JPMorgan Chase, Amazon and Berkshire Hathaway to disband overall health venture
05 January, 2021
Haven, a jv of Amazon, Berkshire Hathaway and JPMorgan Chase shaped three years ago to create US health care less expensive, announced on Monday it will disband.
The venture will end in February, Haven announced on its website, adding that the three companies plan to "continue to collaborate informally to create programs tailored to handle the precise needs of their own employee populations."
"In the past 3 years, Haven explored an array of healthcare solutions, along with piloted new ways to make primary health care better to access, insurance benefits simpler to understand and better to use and prescription drugs more affordable," the firms said in a statement.
Jeff Bezos's Amazon, Warren Buffett's Berkshire Hathaway and the fiscal giant JPMorgan Chase had announced in 2019 they might create a nonprofit health care plan to "provide US employees and their families with simplified, high-top quality and transparent healthcare at a reasonable cost."
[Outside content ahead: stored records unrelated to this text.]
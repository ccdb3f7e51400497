//! HTTP front end: every request goes through one fallback handler that turns
//! it into an `ApiRequest` for the router and writes the `ApiResponse` back.

use std::collections::HashMap;

use anyhow::Context;
use axum::{
    body::{to_bytes, Body},
    extract::{Request, State},
    http::{HeaderName, HeaderValue, StatusCode},
    response::{IntoResponse, Response},
    Router,
};
use tokio::net::TcpListener;
use tower_http::{
    cors::{Any, CorsLayer},
    trace::TraceLayer,
};
use tracing::{info, warn};

use crate::api::{ApiRequest, ApiResponse};
use crate::config::{AppConfig, SecurityConfig};
use crate::error::ApiError;
use crate::router::FlagRouter;

#[derive(Clone)]
struct GatewayState {
    router: FlagRouter,
    max_body: usize,
}

pub fn app(router: FlagRouter, config: &AppConfig) -> Router {
    let state = GatewayState {
        router,
        max_body: config.api.max_request_size_bytes,
    };

    let mut app = Router::new().fallback(gateway).with_state(state);
    if config.security.enable_cors {
        app = app.layer(cors_layer(&config.security));
    }
    if config.api.enable_request_logging {
        app = app.layer(TraceLayer::new_for_http());
    }
    app
}

fn cors_layer(security: &SecurityConfig) -> CorsLayer {
    let origins: Vec<HeaderValue> = security
        .cors_origins
        .iter()
        .filter_map(|origin| HeaderValue::from_str(origin).ok())
        .collect();
    if origins.is_empty() {
        return CorsLayer::permissive();
    }
    CorsLayer::new()
        .allow_origin(origins)
        .allow_methods(Any)
        .allow_headers(Any)
}

async fn gateway(State(state): State<GatewayState>, request: Request) -> Response {
    let (parts, body) = request.into_parts();

    let bytes = match to_bytes(body, state.max_body).await {
        Ok(bytes) => bytes,
        Err(_) => {
            return ApiError::payload_too_large(format!(
                "Request body exceeds {} bytes",
                state.max_body
            ))
            .into_response()
        }
    };
    let body = if bytes.is_empty() {
        None
    } else {
        match String::from_utf8(bytes.to_vec()) {
            Ok(text) => Some(text),
            Err(_) => return ApiError::bad_request("Request body must be UTF-8").into_response(),
        }
    };

    let headers: HashMap<String, String> = parts
        .headers
        .iter()
        .filter_map(|(name, value)| Some((name.as_str().to_string(), value.to_str().ok()?.to_string())))
        .collect();

    let request = ApiRequest {
        method: parts.method.as_str().to_string(),
        path: parts.uri.path().to_string(),
        headers,
        body,
    };
    into_http(state.router.handle(request).await)
}

fn into_http(response: ApiResponse) -> Response {
    let status = StatusCode::from_u16(response.status_code).unwrap_or(StatusCode::INTERNAL_SERVER_ERROR);
    let mut http = Response::new(Body::from(response.body));
    *http.status_mut() = status;
    for (name, value) in response.headers {
        if let (Ok(name), Ok(value)) = (HeaderName::try_from(name), HeaderValue::try_from(value)) {
            http.headers_mut().insert(name, value);
        }
    }
    http
}

/// Seed the configured admin when nobody exists yet
pub async fn bootstrap(router: &FlagRouter, config: &AppConfig) -> anyhow::Result<()> {
    let Some(admin) = config.security.bootstrap_admin.as_deref() else {
        return Ok(());
    };
    match router.users().bootstrap_admin(admin).await {
        Ok(true) => info!("Seeded bootstrap admin {}", admin),
        Ok(false) => {}
        Err(e) => warn!("Could not seed bootstrap admin {}: {}", admin, e),
    }
    Ok(())
}

/// Serve on an already bound listener until the server stops
pub async fn run(listener: TcpListener, router: FlagRouter, config: &AppConfig) -> anyhow::Result<()> {
    bootstrap(&router, config).await?;
    let addr = listener.local_addr()?;
    info!("Feature flag manager listening on http://{}", addr);
    axum::serve(listener, app(router, config))
        .await
        .context("server error")
}

/// Build the store from config, bind the configured port and serve
pub async fn serve(config: &AppConfig) -> anyhow::Result<()> {
    let store = config.build_store().await;
    let router = FlagRouter::new(store, config.router_options());

    let bind_addr = format!("0.0.0.0:{}", config.api.port);
    let listener = TcpListener::bind(&bind_addr)
        .await
        .with_context(|| format!("failed to bind {}", bind_addr))?;
    run(listener, router, config).await
}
The trio aimed to become a disruptor in the healthcare industry, like Amazon has been around retail, utilizing their combined info, technology, investing in power and customer contacts to improve delivery while cutting costs.
The companies did not specify how many persons would benefit under the new program, but a source told AFP that at that time, domestic employees of the firms and their dependents likely amount to at least a million people nationwide.
Rising health care costs in the US, which may be the only major market that does not provide universal medical coverage to its citizens, can be a perennial political concern that is likely to be about the agenda pertaining to President-elect Joe Biden when he calls for office this month.